State the number of lines in the entries below where the string "static" occurs, and omit everything else.

▸ Task material
----
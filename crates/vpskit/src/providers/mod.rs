//! Provider adapters.
//!
//! Each supported vendor has an adapter implementing [`ProviderAdapter`].
//! Adapters talk to their vendor through an injected
//! [`Transport`](crate::transport::Transport), so every adapter can be
//! exercised against a [`MockTransport`](crate::transport::MockTransport).

pub mod digitalocean;
pub mod hetzner;
pub mod linode;
pub mod manual;
pub mod vultr;

pub use digitalocean::DigitalOceanAdapter;
pub use hetzner::HetznerAdapter;
pub use linode::LinodeAdapter;
pub use manual::ManualAdapter;
pub use vultr::VultrAdapter;

use crate::error::{Error, Result};
use crate::keys::{self, KeyHandleStore};
use crate::types::{CreateRequest, KeyHandle, PollConfig, ServerType};
use serde_json::Value;
use std::thread;
use std::time::Instant;

/// Capabilities shared by every VPS vendor.
pub trait ProviderAdapter: Send + Sync {
    /// Registry key (`hetzner`, `vultr`, ...).
    fn key(&self) -> &'static str;

    /// Display name.
    fn display_name(&self) -> &'static str;

    /// Every plan × region combination on offer, cheapest first.
    fn list_server_types(&self) -> Result<Vec<ServerType>>;

    /// Newest boot image of the adapter's OS family for `architecture`.
    fn resolve_boot_image(&self, architecture: &str) -> Result<String>;

    /// Upload `public_key` under `key_name`.
    fn create_key(&self, key_name: &str, public_key: &str) -> Result<KeyHandle>;

    /// Remove a previously uploaded key.
    fn delete_key(&self, handle: &KeyHandle) -> Result<()>;

    /// Upload the operator key unless the stored handle already matches.
    fn upload_key(
        &self,
        store: &dyn KeyHandleStore,
        key_name: &str,
        public_key: &str,
    ) -> Result<KeyHandle> {
        keys::sync_key(self, store, key_name, public_key)
    }

    /// Create a server and wait for it to run.
    ///
    /// Returns `existing` untouched when it already describes a server.
    fn create(&self, existing: Option<&Value>, request: &CreateRequest) -> Result<Value>;

    /// Delete the server described by `observed`.
    fn delete(&self, observed: &Value) -> Result<()>;

    /// Public IPv4 address from an observed descriptor.
    fn public_address(&self, observed: &Value) -> Option<String>;
}

/// Whether an observed descriptor describes an existing server.
pub fn is_present(observed: Option<&Value>) -> bool {
    match observed {
        None | Some(Value::Null) => false,
        Some(Value::Object(map)) => !map.is_empty(),
        Some(Value::Array(items)) => !items.is_empty(),
        Some(Value::String(s)) => !s.is_empty(),
        Some(_) => true,
    }
}

/// Provider-assigned id of an observed descriptor, numeric or string.
pub(crate) fn observed_id(provider: &str, observed: &Value) -> Result<String> {
    id_string(observed.get("id"))
        .ok_or_else(|| Error::missing("id", format!("{provider} server record")))
}

pub(crate) fn id_string(value: Option<&Value>) -> Option<String> {
    match value? {
        Value::String(s) if !s.is_empty() => Some(s.clone()),
        Value::Number(n) => Some(n.to_string()),
        _ => None,
    }
}

/// Pass a numeric-looking id as a JSON number, anything else as a string.
pub(crate) fn id_value(id: &str) -> Value {
    id.parse::<u64>()
        .map(Value::from)
        .unwrap_or_else(|_| Value::from(id))
}

/// Take `field` out of a response envelope.
pub(crate) fn unwrap_envelope(provider: &str, mut body: Value, field: &str) -> Result<Value> {
    match body.get_mut(field).map(Value::take) {
        Some(inner) if !inner.is_null() => Ok(inner),
        _ => Err(Error::missing(field, format!("{provider} response"))),
    }
}

/// Parse a price given either as a JSON number or a decimal string.
pub(crate) fn price(value: &Value) -> Option<f64> {
    match value {
        Value::Number(n) => n.as_f64(),
        Value::String(s) => s.trim().parse().ok(),
        _ => None,
    }
}

/// Poll until the server reports `ready`, or fail after `poll.timeout`.
///
/// `current` is the descriptor returned by the create call; `fetch`
/// re-reads the descriptor. Both are `(descriptor, status)` pairs.
pub(crate) fn wait_until_ready<F>(
    provider: &str,
    id: &str,
    ready: &str,
    poll: &PollConfig,
    mut current: (Value, String),
    mut fetch: F,
) -> Result<Value>
where
    F: FnMut() -> Result<(Value, String)>,
{
    let started = Instant::now();

    loop {
        let (descriptor, status) = current;
        if status == ready {
            log::info!("{} server {} is {}", provider, id, status);
            return Ok(descriptor);
        }

        if started.elapsed() >= poll.timeout {
            return Err(Error::ProvisioningTimeout {
                provider: provider.to_string(),
                id: id.to_string(),
                status,
                waited_secs: started.elapsed().as_secs(),
                descriptor: Box::new(descriptor),
            });
        }

        log::debug!("{} server {} is {}; waiting", provider, id, status);
        thread::sleep(poll.interval);
        current = fetch()?;
    }
}

/// Continue waiting on a server recorded by an earlier create.
///
/// The server is re-read once before polling. A descriptor without a
/// status is taken as already ready.
pub(crate) fn resume<F>(
    provider: &str,
    ready: &str,
    poll: &PollConfig,
    recorded: &Value,
    mut fetch: F,
) -> Result<Value>
where
    F: FnMut(&str) -> Result<(Value, String)>,
{
    let status = status_of(recorded);
    if status.is_empty() || status == ready {
        return Ok(recorded.clone());
    }

    let id = observed_id(provider, recorded)?;
    log::info!("Resuming wait for {} server {} (last seen {})", provider, id, status);
    let current = fetch(&id)?;
    wait_until_ready(provider, &id, ready, poll, current, || fetch(&id))
}

/// `status` field of a descriptor.
pub(crate) fn status_of(descriptor: &Value) -> String {
    descriptor
        .get("status")
        .and_then(Value::as_str)
        .unwrap_or_default()
        .to_string()
}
----
▸ Worked solution
2